July 1, 2019
Wojtek Jamroga (Polish Academy of Sciences)Two verification problems are very close in spirit: _model_ checking and
_module_ checking. Model checking typically assumes a “closed” system,
in the sense that all the possible events are included in the model of
the system. In contrast, module checking was designed for verification
of “open” systems, i.e., ones that are coupled with an external
environment whose behavior cannot be fully predicted.
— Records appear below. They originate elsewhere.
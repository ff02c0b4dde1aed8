//! Request and response types for the backend HTTP contract.
//!
//! Public types are the normalized shapes handed to callers. The private
//! `*Response` types mirror what the backend actually sends and are only
//! used for deserialization.

use serde::{Deserialize, Serialize};

/// One entry of the inbox listing.
#[derive(Debug, Clone, PartialEq, Eq, Serialize, Deserialize)]
#[serde(rename_all = "camelCase")]
pub struct EmailListItem {
    /// Provider message identifier.
    pub id: String,
    /// Provider thread identifier.
    #[serde(default)]
    pub thread_id: String,
    /// Subject line.
    #[serde(default)]
    pub subject: String,
    /// Sender as displayed by the provider.
    #[serde(default)]
    pub from: String,
    /// Date header as sent by the provider.
    #[serde(default)]
    pub date: String,
    /// Short preview of the body.
    #[serde(default)]
    pub snippet: String,
}

/// Normalized classification of one message.
///
/// `category` is kept exactly as the backend sent it. A missing category
/// means the message is unclassified; mapping unknown labels to a default
/// bucket is the caller's concern.
#[derive(Debug, Clone, Default, PartialEq, Eq)]
pub struct FetchedClassification {
    /// Category label, if the model produced one.
    pub category: Option<String>,
    /// Suggested action.
    pub action: Option<String>,
    /// Model justification for the category.
    pub justification: Option<String>,
    /// Full message body, when the backend includes it.
    pub body: Option<String>,
    /// Message snippet, when the backend includes it.
    pub snippet: Option<String>,
}

/// AI-generated reply draft.
#[derive(Debug, Clone, PartialEq, Eq)]
pub struct ReplyDraft {
    /// Draft body text (empty if the backend returned none).
    pub text: String,
    /// Subject line the reply will carry.
    pub subject: String,
    /// Message the draft answers.
    pub message_id: String,
}

/// Acknowledgement of a sent reply.
#[derive(Debug, Clone, Default, PartialEq, Eq)]
pub struct SendReceipt {
    /// Optional backend message.
    pub message: Option<String>,
}

/// Profile of the logged-in user.
#[derive(Debug, Clone, Default, PartialEq, Eq, Serialize, Deserialize)]
pub struct UserProfile {
    /// Display name.
    #[serde(default)]
    pub name: Option<String>,
    /// Email address.
    #[serde(default)]
    pub email: Option<String>,
    /// Avatar URL.
    #[serde(default)]
    pub picture: Option<String>,
}

/// `GET /auth/login`
#[derive(Debug, Deserialize)]
pub(crate) struct LoginResponse {
    pub url: String,
}

/// `GET /gmail/list/{user}`
#[derive(Debug, Deserialize)]
pub(crate) struct ListEmailsResponse {
    #[serde(default)]
    pub messages: Option<Vec<EmailListItem>>,
}

impl ListEmailsResponse {
    pub(crate) fn into_messages(self) -> Vec<EmailListItem> {
        self.messages.unwrap_or_default()
    }
}

/// Classification fields, in either the nested or the flattened response.
#[derive(Debug, Default, Deserialize)]
#[serde(rename_all = "camelCase")]
pub(crate) struct ClassificationPayload {
    #[serde(default)]
    pub category: Option<String>,
    #[serde(default)]
    pub classification: Option<String>,
    #[serde(default)]
    pub action: Option<String>,
    #[serde(default)]
    pub justification: Option<String>,
}

impl ClassificationPayload {
    /// `category` when it carries a label, `classification` otherwise.
    fn take_label(&mut self) -> Option<String> {
        non_blank(self.category.take()).or_else(|| non_blank(self.classification.take()))
    }
}

#[derive(Debug, Default, Deserialize)]
pub(crate) struct MessagePayload {
    #[serde(default)]
    pub snippet: Option<String>,
    #[serde(default)]
    pub body: Option<String>,
}

/// `GET /gmail/fetch/{user}/{message}`
///
/// Two shapes are accepted: `{result: {category, ...}, message: {body, ...}}`
/// and the flattened `{category, classification, action, justification,
/// body}`. The nested `result` wins when both are present, and `category`
/// wins over `classification` unless it is null or blank.
#[derive(Debug, Default, Deserialize)]
pub(crate) struct FetchEmailResponse {
    #[serde(default)]
    pub result: Option<ClassificationPayload>,
    #[serde(default)]
    pub message: Option<MessagePayload>,
    #[serde(flatten)]
    pub flat: ClassificationPayload,
    #[serde(default)]
    pub body: Option<String>,
}

impl FetchEmailResponse {
    pub(crate) fn normalize(self) -> FetchedClassification {
        let mut flat = self.flat;
        let (category, action, justification) = match self.result {
            Some(mut result) => (
                result.take_label().or_else(|| flat.take_label()),
                result.action.or(flat.action),
                result.justification.or(flat.justification),
            ),
            None => (flat.take_label(), flat.action, flat.justification),
        };
        let message = self.message.unwrap_or_default();

        FetchedClassification {
            category,
            action: non_blank(action),
            justification: non_blank(justification),
            body: non_blank(message.body.or(self.body)),
            snippet: non_blank(message.snippet),
        }
    }
}

/// `POST /gmail/reply/{user}/{message}`
#[derive(Debug, Deserialize)]
#[serde(rename_all = "camelCase")]
pub(crate) struct ReplyResponse {
    #[serde(default = "default_success")]
    pub success: bool,
    #[serde(default)]
    pub reply_draft: Option<String>,
    #[serde(default)]
    pub subject: Option<String>,
    #[serde(default)]
    pub message_id: Option<String>,
    #[serde(default)]
    pub message: Option<String>,
}

impl ReplyResponse {
    pub(crate) fn normalize(self, requested_id: &str) -> ReplyDraft {
        ReplyDraft {
            text: self.reply_draft.unwrap_or_default(),
            subject: self.subject.unwrap_or_default(),
            message_id: self
                .message_id
                .filter(|id| !id.is_empty())
                .unwrap_or_else(|| requested_id.to_string()),
        }
    }
}

/// Body of `POST /gmail/send/{user}/{message}`.
#[derive(Debug, Serialize)]
#[serde(rename_all = "camelCase")]
pub(crate) struct SendRequest<'a> {
    pub reply_text: &'a str,
}

/// `POST /gmail/send/{user}/{message}`
#[derive(Debug, Deserialize)]
pub(crate) struct SendResponse {
    #[serde(default = "default_success")]
    pub success: bool,
    #[serde(default)]
    pub message: Option<String>,
}

const fn default_success() -> bool {
    true
}

fn non_blank(value: Option<String>) -> Option<String> {
    value.filter(|v| !v.trim().is_empty())
}
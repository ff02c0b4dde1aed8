//! # actionbot-core
//!
//! Orchestration layer for the `ActionBot` email triage client.
//!
//! This crate provides:
//! - Domain models (messages, categories, classifications, drafts)
//! - **Classification Pipeline** - batch-bounded concurrent classification of a whole inbox
//! - **Category Filter** - per-category counts and single-category filtering
//! - **Reply Workflow** - draft generation, editing and sending for the selected message
//! - **Auth Escalation** - session teardown when the backend reports revoked access
//! - Session storage (memory or system keyring) and settings
//!
//! Classification itself happens in the backend; this crate only decides
//! when to ask, how many requests are in flight, and what to do with the
//! answers.

#![warn(missing_docs)]
#![warn(clippy::all)]
#![warn(clippy::pedantic)]
#![forbid(unsafe_code)]

mod error;
pub mod escalation;
pub mod filter;
pub mod inbox;
pub mod model;
pub mod pipeline;
pub mod reply;
pub mod service;
pub mod session;
pub mod settings;

#[cfg(test)]
mod testing;

pub use error::{Error, Result};
pub use escalation::{AUTH_ERROR_KEYWORDS, AuthEscalation, ErrorSignature, Redirect, is_auth_error};
pub use filter::{CategoryCount, CategoryFilter, filtered_messages, summarize};
pub use inbox::{InboxOptions, InboxSession, SelectedMessage};
pub use model::{
    Category, Classification, DraftReply, MessageDetail, MessageId, MessageSummary, ThreadId,
    UserId,
};
pub use pipeline::{
    ClassificationFailure, ClassificationIndex, ClassificationPipeline, DEFAULT_BATCH_SIZE,
    PipelineEvent, PipelineRun, RunId, RunReport,
};
pub use reply::{Notice, ReplyError, ReplyState, ReplyTicket, ReplyWorkflow, SendCompletion};
pub use service::TriageBackend;
pub use session::{KeyringSessionStore, MemorySessionStore, SessionError, SessionStore};
pub use settings::{SessionBackend, Settings};

pub use actionbot_api::{ApiClient, ApiError, UserProfile};
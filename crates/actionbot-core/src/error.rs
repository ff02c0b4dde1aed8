//! Error types for the core library.

use thiserror::Error;

/// Errors that can occur in core operations.
#[derive(Debug, Error)]
pub enum Error {
    /// Backend request failed.
    #[error("Backend error: {0}")]
    Api(#[from] actionbot_api::ApiError),

    /// Session storage failed.
    #[error("Session error: {0}")]
    Session(#[from] crate::session::SessionError),

    /// Reply workflow rejected an operation.
    #[error("Reply error: {0}")]
    Reply(#[from] crate::reply::ReplyError),

    /// Serialization/deserialization error.
    #[error("Serialization error: {0}")]
    Serde(#[from] serde_json::Error),

    /// I/O error.
    #[error("I/O error: {0}")]
    Io(#[from] std::io::Error),

    /// Configuration error.
    #[error("Configuration error: {0}")]
    Config(String),

    /// No user is logged in.
    #[error("Not logged in")]
    NotLoggedIn,

    /// The backend revoked access; the session has been torn down.
    #[error("Access revoked, please log in again")]
    AccessRevoked,

    /// An operation needed a selected message but none is selected.
    #[error("No message selected")]
    NoSelection,

    /// A message id is not part of the current inbox.
    #[error("Message not found: {0}")]
    UnknownMessage(String),
}

/// Result type alias using our Error type.
pub type Result<T> = std::result::Result<T, Error>;
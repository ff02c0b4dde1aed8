//! `ActionBot` - email triage from the terminal
//!
//! Lists the inbox, has the triage backend classify every message, and
//! drafts and sends replies with it.

#![warn(clippy::all)]
#![warn(clippy::pedantic)]
#![forbid(unsafe_code)]

mod commands;
mod display;

use std::process::ExitCode;

use clap::{Parser, Subcommand};
use tracing::debug;
use tracing_subscriber::{EnvFilter, layer::SubscriberExt, util::SubscriberInitExt};

#[derive(Parser)]
#[command(name = "actionbot")]
#[command(version, about = "AI-assisted email triage", long_about = None)]
struct Cli {
    /// Backend base URL (overrides settings and `ACTIONBOT_BACKEND_URL`)
    #[arg(long, global = true)]
    backend_url: Option<String>,

    #[command(subcommand)]
    command: Command,
}

#[derive(Subcommand)]
enum Command {
    /// Open the login page in the browser
    Login,

    /// Finish logging in with the user id (or full redirect URL) from the login redirect
    Callback {
        /// `userId` value, or the URL the browser was redirected to
        user_id: String,
    },

    /// Forget the logged-in user
    Logout,

    /// Show the logged-in user's profile
    Whoami,

    /// List and classify the inbox
    Inbox {
        /// Only show messages of this category (e.g. "invoice", "leave-request")
        #[arg(long)]
        category: Option<String>,
    },

    /// Show one message with its classification
    Show {
        /// Message id
        message_id: String,
    },

    /// Draft a reply to a message, and optionally send it
    Reply {
        /// Message id
        message_id: String,

        /// Replace the generated draft with this text
        #[arg(long)]
        text: Option<String>,

        /// Send the reply
        #[arg(long)]
        send: bool,
    },
}

#[tokio::main]
async fn main() -> ExitCode {
    // Logs go to stderr so they never mix with command output
    tracing_subscriber::registry()
        .with(
            EnvFilter::try_from_default_env()
                .unwrap_or_else(|_| "actionbot=info,actionbot_core=info,actionbot_api=info".into()),
        )
        .with(tracing_subscriber::fmt::layer().with_writer(std::io::stderr))
        .init();

    let cli = Cli::parse();
    debug!("Starting ActionBot");

    match run(cli).await {
        Ok(()) => ExitCode::SUCCESS,
        Err(e) => {
            if matches!(
                e.downcast_ref::<actionbot_core::Error>(),
                Some(actionbot_core::Error::AccessRevoked)
            ) {
                eprintln!("Access revoked, please log in again");
            } else {
                eprintln!("Error: {e:#}");
            }
            ExitCode::FAILURE
        }
    }
}

async fn run(cli: Cli) -> anyhow::Result<()> {
    let ctx = commands::Context::load(cli.backend_url).await?;

    match cli.command {
        Command::Login => commands::login(&ctx).await,
        Command::Callback { user_id } => commands::callback(&ctx, &user_id),
        Command::Logout => commands::logout(&ctx),
        Command::Whoami => commands::whoami(&ctx).await,
        Command::Inbox { category } => commands::inbox(&ctx, category.as_deref()).await,
        Command::Show { message_id } => commands::show(&ctx, &message_id).await,
        Command::Reply {
            message_id,
            text,
            send,
        } => commands::reply(&ctx, &message_id, text, send).await,
    }
}
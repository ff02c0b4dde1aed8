//! Storage for the logged-in user's identifier.
//!
//! The identifier is set once the login callback lands, read on every
//! protected operation and cleared on logout or auth escalation. A missing
//! identifier means "not logged in".

mod keychain;

use std::sync::RwLock;

use tracing::debug;

use crate::model::UserId;

pub use keychain::KeyringSessionStore;

/// Error type for session storage.
#[derive(Debug, thiserror::Error)]
pub enum SessionError {
    /// Failed to access keyring.
    #[error("Keyring error: {0}")]
    Keyring(#[from] keyring::Error),

    /// The in-memory store lock was poisoned by a panicking writer.
    #[error("Session store lock poisoned")]
    Poisoned,
}

/// Key-value persistence of the current user id.
pub trait SessionStore: Send + Sync {
    /// Remember the logged-in user.
    ///
    /// # Errors
    ///
    /// Returns an error if the backing store cannot be written.
    fn set_user_id(&self, user_id: &UserId) -> Result<(), SessionError>;

    /// The logged-in user, if any.
    ///
    /// # Errors
    ///
    /// Returns an error if the backing store cannot be read.
    fn user_id(&self) -> Result<Option<UserId>, SessionError>;

    /// Forget the logged-in user. Clearing an empty store is not an error.
    ///
    /// # Errors
    ///
    /// Returns an error if the backing store cannot be written.
    fn clear(&self) -> Result<(), SessionError>;

    /// Whether a user id is stored. Read failures count as logged out.
    fn is_logged_in(&self) -> bool {
        matches!(self.user_id(), Ok(Some(_)))
    }
}

/// Session store that lives as long as the process.
#[derive(Debug, Default)]
pub struct MemorySessionStore {
    user_id: RwLock<Option<UserId>>,
}

impl MemorySessionStore {
    /// Create an empty store.
    #[must_use]
    pub fn new() -> Self {
        Self::default()
    }

    /// Create a store that already holds a user id.
    #[must_use]
    pub fn with_user(user_id: UserId) -> Self {
        Self {
            user_id: RwLock::new(Some(user_id)),
        }
    }
}

impl SessionStore for MemorySessionStore {
    fn set_user_id(&self, user_id: &UserId) -> Result<(), SessionError> {
        *self.user_id.write().map_err(|_| SessionError::Poisoned)? = Some(user_id.clone());
        debug!("Session set for user {user_id}");
        Ok(())
    }

    fn user_id(&self) -> Result<Option<UserId>, SessionError> {
        Ok(self
            .user_id
            .read()
            .map_err(|_| SessionError::Poisoned)?
            .clone())
    }

    fn clear(&self) -> Result<(), SessionError> {
        *self.user_id.write().map_err(|_| SessionError::Poisoned)? = None;
        debug!("Session cleared");
        Ok(())
    }
}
When reasoning about multi-agent strategic interaction is allowed, the
difference seems to be mostly a matter of presentation. In particular,
model checking of the strategic logic ATL appears to be a natural
extension of module checking for the temporal logic CTL. In fact, it was
commonly believed that the former subsumes the latter in a
straightforward way.
We show that, on the contrary, the two problems are fundamentally
different. The way in which behavior of the environment is understood in
module checking cannot be equivalently characterized in ATL. Moreover,
if one wants to embed module checking in ATL then its semantics must be
extended with two essential features, namely nondeterministic strategies
and long-term commitment to strategies.
Finally, we study a variant of module checking where the specification
of objectives is given in the richer language of ATL. We prove that the
resulting “reactive” semantics of ATL increases the expressive power of
the logic. On the other hand, it admits so called non-behavioral
strategies, which is usually considered counterintuitive.